Brief: The answer must consist of every line in the data below that holds the word "ApiErrorDetail".

-*-

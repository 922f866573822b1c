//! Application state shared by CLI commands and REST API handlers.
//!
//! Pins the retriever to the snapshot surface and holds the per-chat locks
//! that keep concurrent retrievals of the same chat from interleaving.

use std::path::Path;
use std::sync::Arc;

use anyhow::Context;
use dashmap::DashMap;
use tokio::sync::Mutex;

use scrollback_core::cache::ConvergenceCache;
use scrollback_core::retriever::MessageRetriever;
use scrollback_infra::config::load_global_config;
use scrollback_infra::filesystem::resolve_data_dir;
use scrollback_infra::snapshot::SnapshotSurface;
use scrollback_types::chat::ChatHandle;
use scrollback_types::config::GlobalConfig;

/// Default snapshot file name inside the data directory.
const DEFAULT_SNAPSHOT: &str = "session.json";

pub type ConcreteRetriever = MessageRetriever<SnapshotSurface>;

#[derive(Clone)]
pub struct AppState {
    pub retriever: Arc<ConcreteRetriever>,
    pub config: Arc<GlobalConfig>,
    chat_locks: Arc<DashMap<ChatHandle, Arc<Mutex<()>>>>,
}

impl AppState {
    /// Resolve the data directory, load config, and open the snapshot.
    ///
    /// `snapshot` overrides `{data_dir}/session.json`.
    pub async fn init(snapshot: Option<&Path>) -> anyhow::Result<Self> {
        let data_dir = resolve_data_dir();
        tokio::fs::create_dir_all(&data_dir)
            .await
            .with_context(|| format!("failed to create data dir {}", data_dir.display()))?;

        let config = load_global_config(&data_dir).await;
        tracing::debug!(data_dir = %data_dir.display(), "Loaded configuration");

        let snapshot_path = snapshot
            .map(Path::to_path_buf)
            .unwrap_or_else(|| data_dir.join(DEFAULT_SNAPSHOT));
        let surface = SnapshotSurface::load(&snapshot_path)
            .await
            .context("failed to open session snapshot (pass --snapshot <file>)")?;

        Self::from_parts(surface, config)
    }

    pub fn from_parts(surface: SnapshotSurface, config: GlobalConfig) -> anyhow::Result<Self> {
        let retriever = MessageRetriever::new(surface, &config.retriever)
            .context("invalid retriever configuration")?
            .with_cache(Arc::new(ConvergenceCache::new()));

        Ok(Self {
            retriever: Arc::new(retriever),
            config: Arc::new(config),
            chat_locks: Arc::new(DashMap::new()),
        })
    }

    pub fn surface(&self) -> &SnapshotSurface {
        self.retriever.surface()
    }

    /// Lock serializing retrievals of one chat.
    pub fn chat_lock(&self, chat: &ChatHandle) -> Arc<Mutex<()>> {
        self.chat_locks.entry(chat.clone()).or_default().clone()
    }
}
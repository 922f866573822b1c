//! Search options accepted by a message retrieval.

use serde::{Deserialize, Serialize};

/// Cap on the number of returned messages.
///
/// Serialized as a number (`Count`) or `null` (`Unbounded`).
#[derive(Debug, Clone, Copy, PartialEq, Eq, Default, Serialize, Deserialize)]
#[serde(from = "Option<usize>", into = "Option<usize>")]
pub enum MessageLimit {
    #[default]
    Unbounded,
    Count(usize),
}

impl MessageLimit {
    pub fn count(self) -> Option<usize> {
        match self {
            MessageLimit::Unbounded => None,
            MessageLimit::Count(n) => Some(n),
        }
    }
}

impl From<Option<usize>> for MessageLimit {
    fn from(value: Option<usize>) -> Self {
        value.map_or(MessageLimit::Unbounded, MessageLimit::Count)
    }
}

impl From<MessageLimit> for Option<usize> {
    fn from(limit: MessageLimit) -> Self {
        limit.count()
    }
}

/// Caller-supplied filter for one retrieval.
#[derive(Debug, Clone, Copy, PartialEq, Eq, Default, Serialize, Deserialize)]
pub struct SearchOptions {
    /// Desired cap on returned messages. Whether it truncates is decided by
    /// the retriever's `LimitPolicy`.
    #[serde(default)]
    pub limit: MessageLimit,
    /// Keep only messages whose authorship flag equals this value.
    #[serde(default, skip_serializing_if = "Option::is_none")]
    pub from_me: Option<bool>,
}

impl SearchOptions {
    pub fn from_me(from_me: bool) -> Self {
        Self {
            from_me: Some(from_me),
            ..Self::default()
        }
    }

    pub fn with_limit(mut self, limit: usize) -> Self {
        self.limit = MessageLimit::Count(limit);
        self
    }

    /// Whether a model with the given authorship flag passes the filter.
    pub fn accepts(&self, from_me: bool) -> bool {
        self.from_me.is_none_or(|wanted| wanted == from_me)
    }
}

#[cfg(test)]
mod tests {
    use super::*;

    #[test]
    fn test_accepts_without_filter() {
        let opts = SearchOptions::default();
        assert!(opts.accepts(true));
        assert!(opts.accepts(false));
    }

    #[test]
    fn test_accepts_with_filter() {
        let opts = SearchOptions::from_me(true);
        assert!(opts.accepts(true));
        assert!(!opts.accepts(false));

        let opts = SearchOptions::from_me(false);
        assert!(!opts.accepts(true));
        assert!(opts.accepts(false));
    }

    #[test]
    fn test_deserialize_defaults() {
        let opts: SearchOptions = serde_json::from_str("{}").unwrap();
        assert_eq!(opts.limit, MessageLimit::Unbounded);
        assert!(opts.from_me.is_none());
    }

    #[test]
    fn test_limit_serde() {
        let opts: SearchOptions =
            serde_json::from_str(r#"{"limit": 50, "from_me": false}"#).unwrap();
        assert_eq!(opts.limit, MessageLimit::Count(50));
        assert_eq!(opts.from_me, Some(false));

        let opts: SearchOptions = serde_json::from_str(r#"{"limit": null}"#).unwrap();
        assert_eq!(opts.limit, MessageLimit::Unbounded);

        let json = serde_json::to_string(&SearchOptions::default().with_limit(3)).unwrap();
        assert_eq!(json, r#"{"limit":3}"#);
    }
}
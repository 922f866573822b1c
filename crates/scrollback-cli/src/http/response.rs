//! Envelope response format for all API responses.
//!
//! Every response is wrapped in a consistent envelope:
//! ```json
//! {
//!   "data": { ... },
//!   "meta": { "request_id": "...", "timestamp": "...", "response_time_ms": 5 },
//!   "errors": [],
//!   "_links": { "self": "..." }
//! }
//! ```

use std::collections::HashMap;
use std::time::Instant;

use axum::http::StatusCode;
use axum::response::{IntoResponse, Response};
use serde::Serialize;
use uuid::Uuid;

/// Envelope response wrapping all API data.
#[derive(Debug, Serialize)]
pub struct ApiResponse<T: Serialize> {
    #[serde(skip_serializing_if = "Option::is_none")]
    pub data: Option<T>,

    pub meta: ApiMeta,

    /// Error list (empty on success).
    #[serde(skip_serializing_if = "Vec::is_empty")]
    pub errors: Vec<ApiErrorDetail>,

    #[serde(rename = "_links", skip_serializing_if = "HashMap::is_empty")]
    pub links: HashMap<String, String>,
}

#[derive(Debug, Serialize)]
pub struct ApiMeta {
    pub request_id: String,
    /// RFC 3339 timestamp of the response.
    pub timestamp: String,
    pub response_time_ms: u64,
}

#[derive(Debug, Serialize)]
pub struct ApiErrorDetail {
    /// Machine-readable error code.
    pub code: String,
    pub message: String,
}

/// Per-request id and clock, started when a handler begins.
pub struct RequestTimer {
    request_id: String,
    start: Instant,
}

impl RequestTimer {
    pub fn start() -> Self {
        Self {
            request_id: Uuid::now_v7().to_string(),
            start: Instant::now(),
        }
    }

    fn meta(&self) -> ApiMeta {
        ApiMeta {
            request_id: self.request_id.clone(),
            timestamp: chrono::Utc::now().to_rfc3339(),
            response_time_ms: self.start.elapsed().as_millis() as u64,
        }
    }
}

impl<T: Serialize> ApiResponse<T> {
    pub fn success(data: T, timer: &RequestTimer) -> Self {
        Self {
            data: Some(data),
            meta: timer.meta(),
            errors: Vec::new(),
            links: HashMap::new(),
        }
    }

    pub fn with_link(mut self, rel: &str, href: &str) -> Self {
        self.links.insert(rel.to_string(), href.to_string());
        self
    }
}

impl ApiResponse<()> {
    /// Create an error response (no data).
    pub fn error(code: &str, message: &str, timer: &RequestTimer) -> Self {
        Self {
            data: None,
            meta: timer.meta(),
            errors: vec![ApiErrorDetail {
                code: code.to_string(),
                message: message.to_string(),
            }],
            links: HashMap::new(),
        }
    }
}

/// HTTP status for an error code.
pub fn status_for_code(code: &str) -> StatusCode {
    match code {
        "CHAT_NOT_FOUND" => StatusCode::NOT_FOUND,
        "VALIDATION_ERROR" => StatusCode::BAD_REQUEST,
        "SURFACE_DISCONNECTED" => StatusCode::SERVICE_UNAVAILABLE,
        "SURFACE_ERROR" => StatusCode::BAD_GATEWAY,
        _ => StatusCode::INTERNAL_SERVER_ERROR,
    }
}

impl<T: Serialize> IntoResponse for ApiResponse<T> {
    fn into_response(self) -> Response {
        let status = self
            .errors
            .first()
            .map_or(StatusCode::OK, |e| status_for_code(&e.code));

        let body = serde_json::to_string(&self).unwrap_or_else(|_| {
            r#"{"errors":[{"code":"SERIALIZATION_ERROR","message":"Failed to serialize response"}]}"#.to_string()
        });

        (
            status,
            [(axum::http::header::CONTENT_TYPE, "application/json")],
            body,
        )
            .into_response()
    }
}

-*-

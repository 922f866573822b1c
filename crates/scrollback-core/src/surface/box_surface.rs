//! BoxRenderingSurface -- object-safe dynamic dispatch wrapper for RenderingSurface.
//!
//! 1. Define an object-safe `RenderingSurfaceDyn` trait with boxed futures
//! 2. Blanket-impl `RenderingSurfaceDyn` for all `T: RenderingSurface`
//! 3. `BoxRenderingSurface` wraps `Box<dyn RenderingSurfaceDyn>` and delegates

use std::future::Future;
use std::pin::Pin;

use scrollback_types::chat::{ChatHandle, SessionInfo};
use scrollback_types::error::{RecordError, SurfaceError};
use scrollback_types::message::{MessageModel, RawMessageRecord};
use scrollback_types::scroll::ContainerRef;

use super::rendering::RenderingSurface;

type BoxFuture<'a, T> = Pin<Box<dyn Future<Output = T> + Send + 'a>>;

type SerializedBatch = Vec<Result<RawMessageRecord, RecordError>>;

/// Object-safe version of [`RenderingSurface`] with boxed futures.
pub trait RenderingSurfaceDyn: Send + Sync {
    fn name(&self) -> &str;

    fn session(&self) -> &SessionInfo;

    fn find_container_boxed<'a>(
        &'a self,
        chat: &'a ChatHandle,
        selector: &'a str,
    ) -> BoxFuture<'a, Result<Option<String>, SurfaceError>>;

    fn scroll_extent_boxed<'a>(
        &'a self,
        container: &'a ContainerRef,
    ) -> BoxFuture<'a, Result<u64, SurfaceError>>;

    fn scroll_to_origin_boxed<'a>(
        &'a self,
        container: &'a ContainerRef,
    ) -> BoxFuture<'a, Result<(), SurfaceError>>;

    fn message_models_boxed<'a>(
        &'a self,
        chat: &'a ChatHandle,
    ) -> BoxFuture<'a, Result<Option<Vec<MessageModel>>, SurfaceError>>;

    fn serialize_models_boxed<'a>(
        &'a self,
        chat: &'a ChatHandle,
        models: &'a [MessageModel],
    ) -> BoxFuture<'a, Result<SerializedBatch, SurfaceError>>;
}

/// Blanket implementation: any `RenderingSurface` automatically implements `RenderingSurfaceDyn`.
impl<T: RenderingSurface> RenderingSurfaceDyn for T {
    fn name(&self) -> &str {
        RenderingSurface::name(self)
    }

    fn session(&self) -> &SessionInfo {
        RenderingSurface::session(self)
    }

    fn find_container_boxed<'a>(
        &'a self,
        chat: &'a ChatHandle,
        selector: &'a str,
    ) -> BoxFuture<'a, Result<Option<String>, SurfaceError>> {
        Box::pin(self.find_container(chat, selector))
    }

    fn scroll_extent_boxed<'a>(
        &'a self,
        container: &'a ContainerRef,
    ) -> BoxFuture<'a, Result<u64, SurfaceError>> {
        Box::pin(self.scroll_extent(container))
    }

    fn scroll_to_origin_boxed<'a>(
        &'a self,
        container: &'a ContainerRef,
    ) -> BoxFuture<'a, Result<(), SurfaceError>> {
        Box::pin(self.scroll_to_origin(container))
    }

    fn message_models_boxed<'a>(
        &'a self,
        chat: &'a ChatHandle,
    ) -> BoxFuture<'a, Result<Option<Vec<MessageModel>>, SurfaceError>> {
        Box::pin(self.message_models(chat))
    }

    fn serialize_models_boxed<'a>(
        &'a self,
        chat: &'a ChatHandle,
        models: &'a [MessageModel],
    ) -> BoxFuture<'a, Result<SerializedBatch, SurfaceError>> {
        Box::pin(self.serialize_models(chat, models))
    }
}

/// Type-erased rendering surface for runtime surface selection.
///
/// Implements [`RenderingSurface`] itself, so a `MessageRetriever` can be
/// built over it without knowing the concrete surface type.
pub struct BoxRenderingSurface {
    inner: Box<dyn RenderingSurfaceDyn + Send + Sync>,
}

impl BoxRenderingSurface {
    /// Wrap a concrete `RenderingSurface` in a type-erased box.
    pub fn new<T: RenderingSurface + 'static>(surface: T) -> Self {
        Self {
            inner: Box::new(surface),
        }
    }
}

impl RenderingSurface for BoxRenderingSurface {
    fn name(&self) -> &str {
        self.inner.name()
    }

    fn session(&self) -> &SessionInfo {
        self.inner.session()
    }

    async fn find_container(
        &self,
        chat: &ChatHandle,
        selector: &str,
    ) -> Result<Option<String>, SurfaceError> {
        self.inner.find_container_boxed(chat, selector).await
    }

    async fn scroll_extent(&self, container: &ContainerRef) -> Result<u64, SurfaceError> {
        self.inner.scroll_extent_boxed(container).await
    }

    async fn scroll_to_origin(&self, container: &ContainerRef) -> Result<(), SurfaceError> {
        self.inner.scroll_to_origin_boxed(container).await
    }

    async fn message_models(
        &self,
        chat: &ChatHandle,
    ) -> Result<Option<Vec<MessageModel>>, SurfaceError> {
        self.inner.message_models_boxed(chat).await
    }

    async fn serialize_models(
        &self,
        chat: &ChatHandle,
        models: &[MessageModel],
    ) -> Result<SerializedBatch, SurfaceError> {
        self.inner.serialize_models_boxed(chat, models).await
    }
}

-*-

Solution to this task:
    pub errors: Vec<ApiErrorDetail>,
pub struct ApiErrorDetail {
            errors: vec![ApiErrorDetail {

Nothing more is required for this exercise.